Sell yourself as a manager, Augustine advised, by listing specific examples of your skills, especially during the pandemic. "Did you have to reconfigure your sales floor overnight to meet state guidelines, quickly source a vendor to create partitions at your cash registers, or develop an e-commerce component to your business?" List those accomplishments, with details about how you reduced downtime or saved the company money.

Explain how you achieve success as a manager. When listing accomplishments, don't just focus on numbers, Spencer said. You can list that your sales went from $400,000 to $1 million in five years, for instance, but also tell how you did it—more training of sales staff, more one-on-one help in closing deals?

Pay attention to the details. Follow all requirements about submitting your resume. Does the listing ask for a resume submitted as a PDF? In Word? "If it doesn't specify, it's best to use Word," Augustine said. Stick to common fonts in typeface big enough to be read easily by most people, figuring a human will eventually read it. Keep bullet points simple. Don't include images. "ATS cannot read images," Augustine said.

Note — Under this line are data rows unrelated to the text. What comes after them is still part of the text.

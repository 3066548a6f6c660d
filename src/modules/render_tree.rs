// Render tree - the page's visual tab list.
// Rows live in an arena and are addressed by NodeHandle; window groups hold
// the ordered handles. A tab id maps to at most one handle.

use std::collections::HashMap;

use crate::state::{TabId, WindowId};

#[derive(Debug, Clone, Copy, PartialEq, Eq, Hash)]
pub struct NodeHandle(usize);

/// One visual row. Mirrors the attributes the page renders.
#[derive(Debug, Clone, PartialEq)]
pub struct TabRow {
    pub tab_id: TabId,
    /// Last index recorded for the tab; may be stale until the next refresh.
    pub index: usize,
    pub window_id: WindowId,
    pub favicon_src: String,
    pub title: String,
    pub url: String,
    pub audible: bool,
    pub secure: bool,
    pub hidden: bool,
    pub discarded: bool,
}

/// Container for the rows of one window. Created on first use, never destroyed.
#[derive(Debug, Clone)]
pub struct WindowGroup {
    pub window_id: WindowId,
    /// Framed groups carry a "Window (ID n)" header (all-windows mode).
    pub framed: bool,
    children: Vec<NodeHandle>,
}

impl WindowGroup {
    pub fn children(&self) -> &[NodeHandle] {
        &self.children
    }

    pub fn header(&self) -> Option<String> {
        self.framed.then(|| format!("Window (ID {})", self.window_id))
    }
}

#[derive(Debug, Default)]
pub struct RenderTree {
    slots: Vec<Option<TabRow>>,
    free: Vec<usize>,
    by_tab: HashMap<TabId, NodeHandle>,
    groups: Vec<WindowGroup>,
}

impl RenderTree {
    pub fn new() -> Self {
        Self::default()
    }

    pub fn groups(&self) -> &[WindowGroup] {
        &self.groups
    }

    pub fn group(&self, window_id: WindowId) -> Option<&WindowGroup> {
        self.groups.iter().find(|g| g.window_id == window_id)
    }

    /// Returns the group for `window_id`, creating it if needed.
    pub fn ensure_group(&mut self, window_id: WindowId, framed: bool) -> &mut WindowGroup {
        let pos = match self.groups.iter().position(|g| g.window_id == window_id) {
            Some(pos) => pos,
            None => {
                self.groups.push(WindowGroup {
                    window_id,
                    framed,
                    children: Vec::new(),
                });
                self.groups.len() - 1
            }
        };
        &mut self.groups[pos]
    }

    pub fn row(&self, handle: NodeHandle) -> Option<&TabRow> {
        self.slots.get(handle.0).and_then(|slot| slot.as_ref())
    }

    pub fn row_mut(&mut self, handle: NodeHandle) -> Option<&mut TabRow> {
        self.slots.get_mut(handle.0).and_then(|slot| slot.as_mut())
    }

    pub fn handle_of(&self, tab_id: TabId) -> Option<NodeHandle> {
        self.by_tab.get(&tab_id).copied()
    }

    pub fn len(&self) -> usize {
        self.by_tab.len()
    }

    pub fn is_empty(&self) -> bool {
        self.by_tab.is_empty()
    }

    /// Rows of a window in visual order.
    pub fn rows_in(&self, window_id: WindowId) -> impl Iterator<Item = (NodeHandle, &TabRow)> + '_ {
        self.group(window_id)
            .map(|g| g.children.as_slice())
            .unwrap_or(&[])
            .iter()
            .filter_map(move |h| self.row(*h).map(|row| (*h, row)))
    }

    /// First row in the window whose recorded index equals `index`.
    pub fn find_by_index(&self, window_id: WindowId, index: usize) -> Option<NodeHandle> {
        self.rows_in(window_id)
            .find(|(_, row)| row.index == index)
            .map(|(h, _)| h)
    }

    /// Places a new row in `window_id`'s group, first or right after `after`.
    /// Returns None when `after` is not a child of that group or the tab is already present.
    pub fn insert(&mut self, window_id: WindowId, after: Option<NodeHandle>, row: TabRow) -> Option<NodeHandle> {
        if self.by_tab.contains_key(&row.tab_id) {
            return None;
        }
        let group = self.groups.iter().position(|g| g.window_id == window_id)?;
        let pos = match after {
            None => 0,
            Some(after) => self.groups[group].children.iter().position(|h| *h == after)? + 1,
        };

        let tab_id = row.tab_id;
        let handle = match self.free.pop() {
            Some(slot) => {
                self.slots[slot] = Some(row);
                NodeHandle(slot)
            }
            None => {
                self.slots.push(Some(row));
                NodeHandle(self.slots.len() - 1)
            }
        };
        self.groups[group].children.insert(pos, handle);
        self.by_tab.insert(tab_id, handle);
        Some(handle)
    }

    pub fn remove(&mut self, handle: NodeHandle) -> Option<TabRow> {
        let row = self.slots.get_mut(handle.0)?.take()?;
        self.detach(handle);
        self.by_tab.remove(&row.tab_id);
        self.free.push(handle.0);
        Some(row)
    }

    /// Moves an existing row into `window_id`'s group, before `before` or at the end.
    pub fn move_before(&mut self, handle: NodeHandle, window_id: WindowId, before: Option<NodeHandle>) -> bool {
        if self.row(handle).is_none() || before == Some(handle) {
            return false;
        }
        let Some(group) = self.groups.iter().position(|g| g.window_id == window_id) else {
            return false;
        };
        if let Some(before) = before {
            if !self.groups[group].children.contains(&before) {
                return false;
            }
        }

        self.detach(handle);
        let children = &mut self.groups[group].children;
        let pos = match before {
            Some(before) => children.iter().position(|h| *h == before).unwrap_or(children.len()),
            None => children.len(),
        };
        children.insert(pos, handle);
        if let Some(row) = self.row_mut(handle) {
            row.window_id = window_id;
        }
        true
    }

    /// Points a row at a different tab id, keeping its place in the list.
    pub fn rebind(&mut self, handle: NodeHandle, new_tab_id: TabId) -> bool {
        if self.by_tab.contains_key(&new_tab_id) {
            return false;
        }
        let Some(row) = self.row_mut(handle) else {
            return false;
        };
        let old_tab_id = std::mem::replace(&mut row.tab_id, new_tab_id);
        self.by_tab.remove(&old_tab_id);
        self.by_tab.insert(new_tab_id, handle);
        true
    }

    pub fn previous_sibling(&self, handle: NodeHandle) -> Option<NodeHandle> {
        let (group, pos) = self.position_of(handle)?;
        pos.checked_sub(1).map(|p| self.groups[group].children[p])
    }

    pub fn next_sibling(&self, handle: NodeHandle) -> Option<NodeHandle> {
        let (group, pos) = self.position_of(handle)?;
        self.groups[group].children.get(pos + 1).copied()
    }

    fn position_of(&self, handle: NodeHandle) -> Option<(usize, usize)> {
        self.groups.iter().enumerate().find_map(|(g, group)| {
            group.children.iter().position(|h| *h == handle).map(|p| (g, p))
        })
    }

    fn detach(&mut self, handle: NodeHandle) {
        if let Some((group, pos)) = self.position_of(handle) {
            self.groups[group].children.remove(pos);
        }
    }
}

#[cfg(test)]
mod tests {
    use super::*;

    fn row(tab_id: TabId, index: usize) -> TabRow {
        TabRow {
            tab_id,
            index,
            window_id: 1,
            favicon_src: String::new(),
            title: format!("Tab {}", tab_id),
            url: "https://example.com/".to_string(),
            audible: false,
            secure: true,
            hidden: false,
            discarded: false,
        }
    }

    fn order(tree: &RenderTree, window_id: WindowId) -> Vec<TabId> {
        tree.rows_in(window_id).map(|(_, r)| r.tab_id).collect()
    }

    #[test]
    fn test_insert_first_and_after() {
        let mut tree = RenderTree::new();
        tree.ensure_group(1, false);
        let a = tree.insert(1, None, row(10, 0)).unwrap();
        let c = tree.insert(1, Some(a), row(12, 1)).unwrap();
        tree.insert(1, Some(a), row(11, 1)).unwrap();
        assert_eq!(order(&tree, 1), vec![10, 11, 12]);
        assert_eq!(tree.handle_of(12), Some(c));
        assert_eq!(tree.len(), 3);
    }

    #[test]
    fn test_insert_requires_group_and_anchor() {
        let mut tree = RenderTree::new();
        assert!(tree.insert(1, None, row(10, 0)).is_none());

        tree.ensure_group(1, false);
        tree.ensure_group(2, false);
        let a = tree.insert(1, None, row(10, 0)).unwrap();
        // anchor belongs to another group
        assert!(tree.insert(2, Some(a), row(11, 1)).is_none());
        // duplicate tab id
        assert!(tree.insert(1, None, row(10, 0)).is_none());
    }

    #[test]
    fn test_remove_recycles_slot() {
        let mut tree = RenderTree::new();
        tree.ensure_group(1, false);
        let a = tree.insert(1, None, row(10, 0)).unwrap();
        assert_eq!(tree.remove(a).map(|r| r.tab_id), Some(10));
        assert!(tree.remove(a).is_none());
        assert!(tree.handle_of(10).is_none());

        let b = tree.insert(1, None, row(11, 0)).unwrap();
        assert_eq!(a, b);
        assert_eq!(order(&tree, 1), vec![11]);
    }

    #[test]
    fn test_move_before_and_to_end() {
        let mut tree = RenderTree::new();
        tree.ensure_group(1, false);
        let mut prev = None;
        let mut handles = Vec::new();
        for i in 0..4 {
            let h = tree.insert(1, prev, row(10 + i as TabId, i)).unwrap();
            handles.push(h);
            prev = Some(h);
        }
        assert!(tree.move_before(handles[3], 1, Some(handles[1])));
        assert_eq!(order(&tree, 1), vec![10, 13, 11, 12]);

        assert!(tree.move_before(handles[0], 1, None));
        assert_eq!(order(&tree, 1), vec![13, 11, 12, 10]);

        assert!(!tree.move_before(handles[0], 1, Some(handles[0])));
    }

    #[test]
    fn test_rebind_keeps_position() {
        let mut tree = RenderTree::new();
        tree.ensure_group(1, false);
        let a = tree.insert(1, None, row(5, 0)).unwrap();
        tree.insert(1, Some(a), row(6, 1)).unwrap();

        assert!(tree.rebind(a, 9));
        assert_eq!(order(&tree, 1), vec![9, 6]);
        assert_eq!(tree.handle_of(9), Some(a));
        assert!(tree.handle_of(5).is_none());
        assert!(!tree.rebind(a, 6));
    }

    #[test]
    fn test_siblings() {
        let mut tree = RenderTree::new();
        tree.ensure_group(1, true);
        let a = tree.insert(1, None, row(1, 0)).unwrap();
        let b = tree.insert(1, Some(a), row(2, 1)).unwrap();
        assert_eq!(tree.previous_sibling(a), None);
        assert_eq!(tree.previous_sibling(b), Some(a));
        assert_eq!(tree.next_sibling(a), Some(b));
        assert_eq!(tree.next_sibling(b), None);
        assert_eq!(tree.group(1).unwrap().header().as_deref(), Some("Window (ID 1)"));
    }
}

Know when to get help. If callbacks lag, hiring a pro might be a good investment. Several organizations certify professional resume writers after they demonstrate competence. Many without the certification also do good work. Check their websites and client reviews. Basic resumes can be produced for less than $100, but others can cost up to $2,000 or $3,000, depending on how much back and forth and revisions are needed, experts said.

Kathleen Doheny is a freelance writer in Los Angeles.